Asymptotically-Optimal Multi-Query Path Planning for a Polygonal Robot
Duo Zhang, Zihe Ye, Jingjin Yu
TL;DR
The paper addresses fast, high-quality 2D path planning for a translating and rotating polygonal robot by introducing rotation-stacked reduced visibility graphs (RVG). RVG partitions the $SE(2)$ configuration space into rotation layers, builds per-layer reduced visibility graphs using Minkowski sums, and connects layers to allow simultaneous translation and rotation, achieving resolution-complete and asymptotically optimal performance.
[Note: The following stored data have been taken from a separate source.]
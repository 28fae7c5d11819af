//! Engine evaluation types shared by the engine interpreter and the session.

use cozy_chess::Color;
use serde::{Deserialize, Serialize};

/// Evaluation reported for a forced mate, in pawns.
pub const MATE_EVALUATION: f32 = 100.0;

/// One ranked line of a multi-PV search.
#[derive(Debug, Clone, Default, PartialEq)]
pub struct EngineAnalysis {
    pub multipv: u8,
    pub depth: Option<u32>,
    /// Score from White's point of view.
    pub score: Option<AnalysisScore>,
    /// Principal variation as UCI move strings.
    pub pv: Vec<String>,
}

/// Engine evaluation score.
///
/// As reported by the engine this is relative to the side to move:
/// positive centipawns favour the side to move, positive N for mate means
/// the side to move mates in N.
#[derive(Debug, Clone, Copy, PartialEq, Eq, Serialize, Deserialize)]
pub enum AnalysisScore {
    Centipawns(i32),
    Mate(i32),
}

impl AnalysisScore {
    pub fn display(&self) -> String {
        match self {
            Self::Centipawns(cp) => format!("{:+.2}", *cp as f64 / 100.0),
            Self::Mate(m) => {
                if *m > 0 {
                    format!("+M{}", m)
                } else {
                    format!("-M{}", m.abs())
                }
            }
        }
    }

    /// Negate the score (flip perspective).
    pub fn negate(&self) -> Self {
        match self {
            Self::Centipawns(cp) => Self::Centipawns(-cp),
            Self::Mate(m) => Self::Mate(-m),
        }
    }

    /// Re-express a side-to-move score from White's point of view.
    ///
    /// `side_to_move` must be the side that was to move when the search was
    /// requested, not whatever position is on screen now.
    pub fn for_white(&self, side_to_move: Color) -> Self {
        match side_to_move {
            Color::White => *self,
            Color::Black => self.negate(),
        }
    }

    /// Evaluation in pawns. Mate scores saturate to ±[`MATE_EVALUATION`];
    /// `Mate(0)` means the side to move is already mated.
    pub fn pawns(&self) -> f32 {
        match self {
            Self::Centipawns(cp) => *cp as f32 / 100.0,
            Self::Mate(m) if *m > 0 => MATE_EVALUATION,
            Self::Mate(_) => -MATE_EVALUATION,
        }
    }
}

impl std::fmt::Display for AnalysisScore {
    fn fmt(&self, f: &mut std::fmt::Formatter<'_>) -> std::fmt::Result {
        write!(f, "{}", self.display())
    }
}

#[cfg(test)]
mod tests {
    use super::*;

    #[test]
    fn test_black_to_move_flips_sign() {
        let score = AnalysisScore::Centipawns(35).for_white(Color::Black);
        assert_eq!(score.pawns(), -0.35);
    }

    #[test]
    fn test_mate_saturates() {
        assert_eq!(AnalysisScore::Mate(-3).for_white(Color::White).pawns(), -MATE_EVALUATION);
        assert_eq!(AnalysisScore::Mate(-3).for_white(Color::Black).pawns(), MATE_EVALUATION);
        assert_eq!(AnalysisScore::Mate(2).pawns(), MATE_EVALUATION);
    }

    #[test]
    fn test_display() {
        assert_eq!(AnalysisScore::Centipawns(-120).display(), "-1.20");
        assert_eq!(AnalysisScore::Mate(-4).display(), "-M4");
    }
}
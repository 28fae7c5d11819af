use chess::EngineAnalysis;
use cozy_chess::Move;
use explorer::QueryFilters;
use tokio::sync::{broadcast, oneshot};

use super::events::SessionEvent;
use super::snapshot::SessionSnapshot;

#[derive(Debug, Clone, thiserror::Error)]
pub enum SessionError {
    #[error("Illegal move: {0}")]
    IllegalMove(String),
    #[error("Invalid FEN: {0}")]
    InvalidFen(String),
    #[error("Invalid opening book: {0}")]
    InvalidBook(String),
    #[error("It is not your turn")]
    NotYourTurn,
    #[error("Game is not ongoing")]
    GameNotOngoing,
    #[error("Engine not configured")]
    EngineNotConfigured,
    #[error("Engine is busy choosing a move")]
    EngineBusy,
    #[error(transparent)]
    Ledger(#[from] crate::ledger::LedgerError),
    #[error("Internal error: {0}")]
    Internal(String),
}

/// Commands sent to the session actor. Each embeds a oneshot for the reply.
/// Note: there is no "opponent, move now" command; the actor decides.
pub enum SessionCommand {
    MakeMove {
        mv: Move,
        reply: oneshot::Sender<Result<SessionSnapshot, SessionError>>,
    },
    StepBack {
        reply: oneshot::Sender<Result<SessionSnapshot, SessionError>>,
    },
    StepForward {
        reply: oneshot::Sender<Result<SessionSnapshot, SessionError>>,
    },
    JumpTo {
        index: isize,
        reply: oneshot::Sender<Result<SessionSnapshot, SessionError>>,
    },
    LoadBook {
        pgn: String,
        reply: oneshot::Sender<Result<SessionSnapshot, SessionError>>,
    },
    ClearBook {
        reply: oneshot::Sender<SessionSnapshot>,
    },
    LoadPosition {
        fen: String,
        reply: oneshot::Sender<Result<SessionSnapshot, SessionError>>,
    },
    Reset {
        reply: oneshot::Sender<SessionSnapshot>,
    },
    SetStrength {
        elo: u16,
        reply: oneshot::Sender<Result<u16, SessionError>>,
    },
    SetFilters {
        filters: QueryFilters,
        reply: oneshot::Sender<()>,
    },
    SetDatabaseEnabled {
        enabled: bool,
        reply: oneshot::Sender<SessionSnapshot>,
    },
    ShowCandidates {
        lines: u8,
        reply: oneshot::Sender<Result<(), SessionError>>,
    },
    GetSnapshot {
        reply: oneshot::Sender<SessionSnapshot>,
    },
    GetCandidates {
        reply: oneshot::Sender<Vec<EngineAnalysis>>,
    },
    Subscribe {
        reply: oneshot::Sender<(SessionSnapshot, broadcast::Receiver<SessionEvent>)>,
    },
    Shutdown,
}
It provides algorithmic details for building layers, propagating vertices, and performing path searches, along with formal guarantees and extensive computational evaluation showing favorable comparisons to state-of-the-art sampling-based methods. The results indicate RVG offers strong practical performance for multi-query planning and has potential applications in object manipulation and autonomous navigation, with clear avenues for future enhancements such as non-holonomic extensions and parallelization.
Abstract
Shortest-path roadmaps, also known as reduced visibility graphs, provides a highly efficient multi-query method for computing optimal paths in two-dimensional environments. Combined with Minkowski sum computations, shortest-path roadmaps can compute optimal paths for a translating robot in 2D. In this study, we explore the intuitive idea of stacking up a set of reduced visibility graphs at different orientations for a polygonal holonomic robot to support the fast computation of near-optimal paths, allowing simultaneous 2D translation and rotation. The resulting algorithm, rotation-stacked visibility graph (RVG), is shown to be resolution-complete and asymptotically optimal. Extensive computational experiments show RVG significantly outperforms state-of-the-art single- and multi-query sampling-based methods on both computation time and solution optimality fronts.